Lava Mengalir Tanpa Henti Bawa Berkah Sepanjang Tahun, Inilah Keunikan Gunung Karangetang


SURATKABAR.ID – Pulau Siau yang terletak di Kabupaten Kepulauan Siau Tagulandang Biaro (Sitaro), Sulawesi Utara, malam itu terlihat terang dengan semburat warna merah. Tidak ada yang berbeda dari suasana malam itu. Semuanya sama seperti malam-malam biasanya.

Adapun semburat terang merah itu bukan dari penerangan, melainkan lava yang meleleh dari dua puncak Gunung Karangetang. Jika lazimnya, masyarakat akan panik melihat penampakan tersebut, namun berbeda dengan warga yang tinggak di Pulau Siau.
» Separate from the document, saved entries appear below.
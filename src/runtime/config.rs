//! Configuration persistence
//!
//! [`RuntimeConfig`](super::RuntimeConfig) is stored as pretty-printed JSON.
//! Writes go through a temporary file and a rename so readers never observe
//! a partially written file.

use anyhow::{Context, Result};
use std::fs::{self, File};
use std::io::Write;
use std::net::SocketAddr;
use std::path::Path;

use super::RuntimeConfig;
use super::error::ConfigError;

/// Load and validate configuration from `path`.
pub fn load_config(path: &Path) -> Result<RuntimeConfig> {
    if !path.exists() {
        return Err(ConfigError::NotFound(path.to_path_buf()).into());
    }

    let data = fs::read(path).with_context(|| format!("Failed to read config: {:?}", path))?;
    let config: RuntimeConfig =
        serde_json::from_slice(&data).context("Failed to deserialize config")?;
    validate(&config)?;
    Ok(config)
}

/// Load configuration from `path` when given, defaults otherwise.
pub fn load_or_default(path: Option<&Path>) -> Result<RuntimeConfig> {
    match path {
        Some(path) => load_config(path),
        None => Ok(RuntimeConfig::default()),
    }
}

/// Write configuration to `path` atomically.
pub fn write_config(path: &Path, config: &RuntimeConfig) -> Result<()> {
    validate(config)?;
    let json = serde_json::to_vec_pretty(config).context("Failed to serialize config")?;
    write_atomic(path, &json)
}

fn validate(config: &RuntimeConfig) -> Result<(), ConfigError> {
    if let Some(listen) = &config.listen {
        listen.parse::<SocketAddr>().map_err(|err| {
            ConfigError::Invalid(format!("listen address '{listen}' is not valid: {err}"))
        })?;
    }
    Ok(())
}

fn write_atomic(path: &Path, data: &[u8]) -> Result<()> {
    if let Some(parent) = path.parent().filter(|parent| !parent.as_os_str().is_empty()) {
        fs::create_dir_all(parent)
            .with_context(|| format!("Failed to create directory: {:?}", parent))?;
    }

    let temp_path = path.with_extension("tmp");
    let mut file = File::create(&temp_path)
        .with_context(|| format!("Failed to create temp file: {:?}", temp_path))?;
    file.write_all(data).context("Failed to write config")?;
    file.sync_all().context("Failed to sync config")?;
    drop(file);

    fs::rename(&temp_path, path)
        .with_context(|| format!("Failed to rename {:?} to {:?}", temp_path, path))?;
    Ok(())
}
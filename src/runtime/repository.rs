//! Entity repository boundary
//!
//! The entity reference parameter factory resolves `{type, uuid}` pairs
//! through an [`EntityRepository`]. Storage is an external collaborator; this
//! module only fixes the interface and the loaded entity shape.

use serde::{Deserialize, Serialize};
use serde_json::Value;
use uuid::Uuid;

use super::error::RepositoryError;

/// Snapshot of a domain object loaded by type and identifier.
#[derive(Debug, Clone, PartialEq, Serialize, Deserialize)]
pub struct Entity {
    /// Entity type name (e.g. `thing`)
    #[serde(rename = "type")]
    pub entity_type: String,

    /// Unique identifier
    pub uuid: Uuid,

    /// Type-specific attributes
    #[serde(default)]
    pub attributes: Value,
}

impl Entity {
    /// Create a new entity snapshot.
    pub fn new(entity_type: impl Into<String>, uuid: Uuid, attributes: Value) -> Self {
        Self {
            entity_type: entity_type.into(),
            uuid,
            attributes,
        }
    }

    /// Cache tag identifying this entity (`<type>:<uuid>`).
    pub fn cache_tag(&self) -> String {
        format!("{}:{}", self.entity_type, self.uuid)
    }
}

/// Loads domain objects for entity reference parameters.
pub trait EntityRepository: Send + Sync {
    /// Load an entity. `Ok(None)` means the type is supported but nothing
    /// matches `uuid`.
    fn load_by_type_and_id(
        &self,
        entity_type: &str,
        uuid: &Uuid,
    ) -> Result<Option<Entity>, RepositoryError>;
}

/// Repository that supports no entity types.
#[derive(Debug, Clone, Copy, Default)]
pub struct NullRepository;

impl EntityRepository for NullRepository {
    fn load_by_type_and_id(
        &self,
        entity_type: &str,
        _uuid: &Uuid,
    ) -> Result<Option<Entity>, RepositoryError> {
        Err(RepositoryError::UnsupportedType(entity_type.to_string()))
    }
}
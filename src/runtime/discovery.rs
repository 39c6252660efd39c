//! Discovery documents for registered actions
//!
//! Listing and describing are read-only views over the [`ActionRegistry`],
//! both gated by `view` access. Listing omits parameter detail; describing a
//! single action includes each parameter's effective input schema.

use serde_json::{Map, Value, json};

use super::access::{AccessGate, Caller, Operation};
use super::action::Action;
use super::cache::CacheabilityMetadata;
use super::registry::ActionRegistry;

/// Cache context of documents that vary by the requested path.
pub const PATH_CONTEXT: &str = "url.path";

/// Document type of a single action definition.
pub const DEFINITION_TYPE: &str = "ActionDefinition";

/// A discovery document and how it may be cached.
#[derive(Debug, Clone, PartialEq)]
pub struct DiscoveryDocument {
    /// Body; `None` when the requested action is unknown or not viewable
    pub document: Option<Value>,
    /// Aggregated cacheability
    pub cacheability: CacheabilityMetadata,
}

/// Builds discovery documents with links rooted at `base_url`.
pub struct Discovery<'a> {
    registry: &'a ActionRegistry,
    base_url: &'a str,
}

impl<'a> Discovery<'a> {
    /// Discovery over `registry`.
    pub fn new(registry: &'a ActionRegistry, base_url: &'a str) -> Self {
        Self { registry, base_url }
    }

    /// Every action `caller` may view.
    pub fn list(&self, caller: &dyn Caller) -> DiscoveryDocument {
        let mut cacheability = CacheabilityMetadata::default()
            .with_tag(format!("actions:{}", self.registry.fingerprint()));
        let definitions = self
            .registry
            .list(caller, &mut cacheability)
            .iter()
            .map(|action| Value::Object(self.definition(action)))
            .collect();
        DiscoveryDocument {
            document: Some(Value::Array(definitions)),
            cacheability,
        }
    }

    /// One action, with parameter detail.
    pub fn describe(&self, id: &str, caller: &dyn Caller) -> DiscoveryDocument {
        let mut cacheability = CacheabilityMetadata::default().with_context(PATH_CONTEXT);
        let Some(action) = self.registry.get(id) else {
            return DiscoveryDocument {
                document: None,
                cacheability,
            };
        };

        let decision = AccessGate::check(action, caller, &Operation::View);
        cacheability.merge(&decision.cacheability);
        cacheability.merge(action.cacheability());
        if !decision.is_allowed() {
            return DiscoveryDocument {
                document: None,
                cacheability,
            };
        }

        let mut definition = self.definition(action);
        definition.insert("positional".into(), Value::Bool(action.is_positional()));
        definition.insert("params".into(), parameters(action));
        DiscoveryDocument {
            document: Some(Value::Object(definition)),
            cacheability,
        }
    }

    /// Link to an action's description.
    pub fn href(&self, id: &str) -> String {
        format!("{}/actions/{id}", self.base_url.trim_end_matches('/'))
    }

    fn definition(&self, action: &Action) -> Map<String, Value> {
        let mut definition = Map::new();
        definition.insert("type".into(), json!(DEFINITION_TYPE));
        definition.insert("id".into(), json!(action.id()));
        let optional = [
            ("@type", action.semantic_type()),
            ("title", action.title()),
            ("description", action.description()),
            ("usage", action.usage()),
        ];
        for (key, value) in optional {
            if let Some(value) = value {
                definition.insert(key.into(), json!(value));
            }
        }
        if let Some(schema) = action.result_schema() {
            definition.insert("result_schema".into(), schema.clone());
        }
        definition.insert("links".into(), json!({ "href": self.href(action.id()) }));
        definition
    }
}

fn parameters(action: &Action) -> Value {
    let Some(parameters) = action.parameters() else {
        return Value::Null;
    };
    parameters
        .iter()
        .zip(action.bound_factories())
        .map(|(def, factory)| {
            let mut param = Map::new();
            param.insert("id".into(), json!(def.id()));
            if let Some(description) = def.description() {
                param.insert("description".into(), json!(description));
            }
            param.insert("required".into(), Value::Bool(def.is_required()));
            param.insert("factory".into(), json!(factory.name()));
            param.insert(
                "schema".into(),
                factory.input_schema().cloned().unwrap_or(Value::Null),
            );
            Value::Object(param)
        })
        .collect()
}
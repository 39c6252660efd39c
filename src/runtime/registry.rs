//! Action catalog and registry
//!
//! Actions are registered on an [`ActionCatalog`] at startup. Registration
//! validates the parameter layout, resolves every parameter's factory and
//! compiles all schemas, so malformed definitions fail before any request is
//! served. Dispatch reads from an [`ActionRegistry`], an immutable snapshot of
//! the catalog that can be shared across threads without locking.

use parking_lot::RwLock;
use std::collections::{BTreeSet, HashMap};
use std::sync::Arc;
use tracing::info;

use super::access::{AccessGate, Caller, Operation};
use super::action::{Action, FactoryRef};
use super::cache::CacheabilityMetadata;
use super::error::{RegistrationError, RegistrationResult};
use super::factory::{BoundFactory, FactorySet, ParameterFactory, RawParameterFactory};
use super::object::ParamId;
use super::schema::CompiledSchema;

/// Mutable catalog of action definitions and parameter factories.
pub struct ActionCatalog {
    actions: RwLock<Vec<Arc<Action>>>,
    factories: RwLock<FactorySet>,
}

impl ActionCatalog {
    /// Empty catalog with the built-in factories.
    pub fn new() -> Self {
        Self {
            actions: RwLock::new(Vec::new()),
            factories: RwLock::new(FactorySet::with_builtins()),
        }
    }

    /// Register a custom parameter factory under its name.
    pub fn register_factory(&self, factory: Arc<dyn ParameterFactory>) -> RegistrationResult<()> {
        let name = factory.name().to_string();
        self.factories.write().register(factory)?;
        info!(factory = %name, "registered parameter factory");
        Ok(())
    }

    /// Validate and register an action.
    pub fn register(&self, mut action: Action) -> RegistrationResult<()> {
        if action.id().is_empty() {
            return Err(RegistrationError::EmptyId);
        }

        check_layout(&action)?;
        action.factories = self.resolve_factories(&action)?;
        action.result_validator = action
            .result_schema()
            .map(|schema| {
                CompiledSchema::compile(schema).map(Arc::new).map_err(|detail| {
                    RegistrationError::InvalidSchema {
                        action: action.id().to_string(),
                        target: "result".to_string(),
                        detail,
                    }
                })
            })
            .transpose()?;

        let mut actions = self.actions.write();
        if actions.iter().any(|existing| existing.id() == action.id()) {
            return Err(RegistrationError::Duplicate(action.id().to_string()));
        }
        info!(
            action = %action.id(),
            params = action.parameters().map_or(0, <[_]>::len),
            positional = action.is_positional(),
            "registered action"
        );
        actions.push(Arc::new(action));
        Ok(())
    }

    fn resolve_factories(&self, action: &Action) -> RegistrationResult<Vec<BoundFactory>> {
        let factories = self.factories.read();
        let Some(parameters) = action.parameters() else {
            return Ok(Vec::new());
        };

        parameters
            .iter()
            .map(|def| {
                let param = def.id().to_string();
                let factory: Arc<dyn ParameterFactory> = match def.factory() {
                    Some(FactoryRef::Named(name)) => factories.get(name).ok_or_else(|| {
                        RegistrationError::UnknownFactory {
                            action: action.id().to_string(),
                            param: param.clone(),
                            factory: name.clone(),
                        }
                    })?,
                    Some(FactoryRef::Instance(factory)) => factory.clone(),
                    None if def.schema().is_some() => Arc::new(RawParameterFactory),
                    None => {
                        return Err(RegistrationError::MissingSchemaOrFactory {
                            action: action.id().to_string(),
                            param,
                        });
                    }
                };
                BoundFactory::new(factory, def.schema()).map_err(|detail| {
                    RegistrationError::InvalidSchema {
                        action: action.id().to_string(),
                        target: param,
                        detail,
                    }
                })
            })
            .collect()
    }

    /// Produce an immutable registry for dispatch.
    pub fn snapshot(&self) -> ActionRegistry {
        let actions = self.actions.read();
        let index = actions
            .iter()
            .enumerate()
            .map(|(position, action)| (action.id().to_string(), position))
            .collect();
        ActionRegistry {
            actions: Arc::new(actions.clone()),
            index: Arc::new(index),
        }
    }

    /// Names of the registered parameter factories.
    pub fn factory_names(&self) -> Vec<String> {
        self.factories.read().names()
    }
}

impl Default for ActionCatalog {
    fn default() -> Self {
        Self::new()
    }
}

/// By-name actions need unique names; positional actions need offsets
/// `0..n` in declaration order.
fn check_layout(action: &Action) -> RegistrationResult<()> {
    let Some(parameters) = action.parameters() else {
        return Ok(());
    };
    let layout_error = |detail: String| RegistrationError::ParameterLayout {
        action: action.id().to_string(),
        detail,
    };

    if action.is_positional() {
        for (expected, def) in parameters.iter().enumerate() {
            match def.id() {
                ParamId::Index(index) if *index == expected => {}
                ParamId::Index(index) => {
                    return Err(layout_error(format!(
                        "positional parameter {index} declared where {expected} was expected"
                    )));
                }
                ParamId::Name(name) => {
                    return Err(layout_error(format!(
                        "named parameter '{name}' on a positional action"
                    )));
                }
            }
        }
    } else {
        let mut seen = BTreeSet::new();
        for def in parameters {
            match def.id() {
                ParamId::Name(name) if seen.insert(name.as_str()) => {}
                ParamId::Name(name) => {
                    return Err(layout_error(format!("parameter '{name}' declared twice")));
                }
                ParamId::Index(index) => {
                    return Err(layout_error(format!(
                        "positional parameter {index} on a by-name action"
                    )));
                }
            }
        }
    }
    Ok(())
}

/// Immutable view of the registered actions.
#[derive(Clone)]
pub struct ActionRegistry {
    actions: Arc<Vec<Arc<Action>>>,
    index: Arc<HashMap<String, usize>>,
}

impl ActionRegistry {
    /// Look up an action by id.
    pub fn get(&self, id: &str) -> Option<&Arc<Action>> {
        self.index.get(id).map(|&position| &self.actions[position])
    }

    /// Actions `caller` may view, in registration order. The cacheability of
    /// every access evaluation is merged into `accumulator`.
    pub fn list(&self, caller: &dyn Caller, accumulator: &mut CacheabilityMetadata) -> Vec<Arc<Action>> {
        self.actions
            .iter()
            .filter(|action| {
                let decision = AccessGate::check(action, caller, &Operation::View);
                accumulator.merge(&decision.cacheability);
                decision.is_allowed()
            })
            .cloned()
            .collect()
    }

    /// Registered ids, in registration order.
    pub fn ids(&self) -> Vec<&str> {
        self.actions.iter().map(|action| action.id()).collect()
    }

    /// Number of registered actions.
    pub fn len(&self) -> usize {
        self.actions.len()
    }

    /// Whether no actions are registered.
    pub fn is_empty(&self) -> bool {
        self.actions.is_empty()
    }

    /// Stable digest of the registered ids, used as a cache tag for listings.
    pub fn fingerprint(&self) -> String {
        let mut ids = self.ids();
        ids.sort_unstable();
        let mut hasher = blake3::Hasher::new();
        for id in ids {
            hasher.update(id.as_bytes());
            hasher.update(b"\n");
        }
        hasher.finalize().to_hex().as_str()[..16].to_string()
    }
}

impl Default for ActionRegistry {
    fn default() -> Self {
        ActionCatalog::new().snapshot()
    }
}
Dilansir dari laman Detik.com pada Jumat (30/8/2019), Bupati Evaneglian Sasingen menjelaskan bahwa masyarakat setempat memang tidak panik meski mendapati adanya aktivitas seperti itu. Mereka bahkan tetap beraktivitas dengan normal.

“Kalau lava itu tidak pernah berhenti. Justru masyarakat di sini kalau gunungnya diam malah was-was. Mereka lebih senang gunungnya ada aktivitas seperti aktivitas ini dari dulu. Biasanya kalau diam (erupsi) akan besar. Dari dulu masyarakat sudah terbiasa,” kata Bupati Evangelian Sasingen, Rabu (14/8/2019).

Baca Juga: Muncul Penampakan Manusia Raksasa Saat Erupsi Gunung Agung, Ini yang Sebenarnya Terjadi

Menurutnya, meski Siau merupakan wilayah yang rawan bencana, namun berkat Gunung Karangetang, tanah di sana menjadi sangat subur. Bahkan disebutkan tanah vulkanik ini mampu membuat kualitas pala Siau menjadi unggulan.

“Jadi tambang masyarakat juga pasirnya untuk pembangunan, jadi emang jadi berkah untuk masyarakat. Kalau dampak negatifnya was-was kalau erupsi skala besar. Dampak positifnya lahan pertanian jadi subur, kalau erupsi besar lahan perkebunan jadi korban,” jelas Evangelian yang melanjutkan tampuk pimpinan suaminya tersebut.

Sementara itu, Penyelidik Bumi Muda PVMBG Gunung Karangetang Ugan Saing mengungkapkan bahwa gunung setinggi 1380 m dari permukaan air laut ini statusnya siaga sejak November tahun 2018 lalu.

“Sekarang adalah yang terakhir setelah 2015. Dimulai dari peningkatan kegempaan pada 23 November, peningkatan gempa gugusan di tanggal 25 berlanjut gempa guguran di tanggal 27-28 November. Adanya peningkatan kegempaan tersebut kami memutuskan untuk menaikkan status pada 12 Desember 2018 dan sampai saat ini status tersebut masih diberlakukan,” tuturnya.

Tidak seperti gunung api kebanyakan, menurut Ugan, Gunung Karangetang memiliki karakteristik yang cukup unik dengan sifatnya yang efusif. Gunung ini mengeluarkan lava dari kawah dan lavanya gugur dari puncak.

Guguran tersebut lalu menumpuk di titik tertentu dan terjadi guguran selanjutnya. “Jadi kayak estafet keluar dari puncak ke kawah dua mengalir menumpuk dia bisa gugur lagi dan itu bisa menyebabkan awan panas,” imbuh Ugan.

Ugan sendiri mengaku belum bisa memprediksi secara pasti aktivitas gunung api ini ke depannya. Segalanya tergantung pada data. “Berdasarkan data sampai saat ini untuk Karangetang belum ke arah sana. belum ada potensi tapi tidak menutup kemungkinan kalau kita ikuti datanya,” ujarnya tegas.

Oleh karena itu, sebagai langkah upaya penyelamatan sementara, pihak PVMBG telah menetapkan batas aman bagi warga setempat mendekati kaki gunung.

“Dalam radius 2.5 m pusat erupsi atau puncak dari kawah utama dan kawah selatan itu adalah wilayah steril yang tanpa ada penduduk pendaki wisatawan dan sebagainya. Yang sektoral barat laut utara itu daerah Batu Bulan antara sungai Batu Are dan Samuang itu juga 4 km harus steril dari penduduk,” pungkasnya.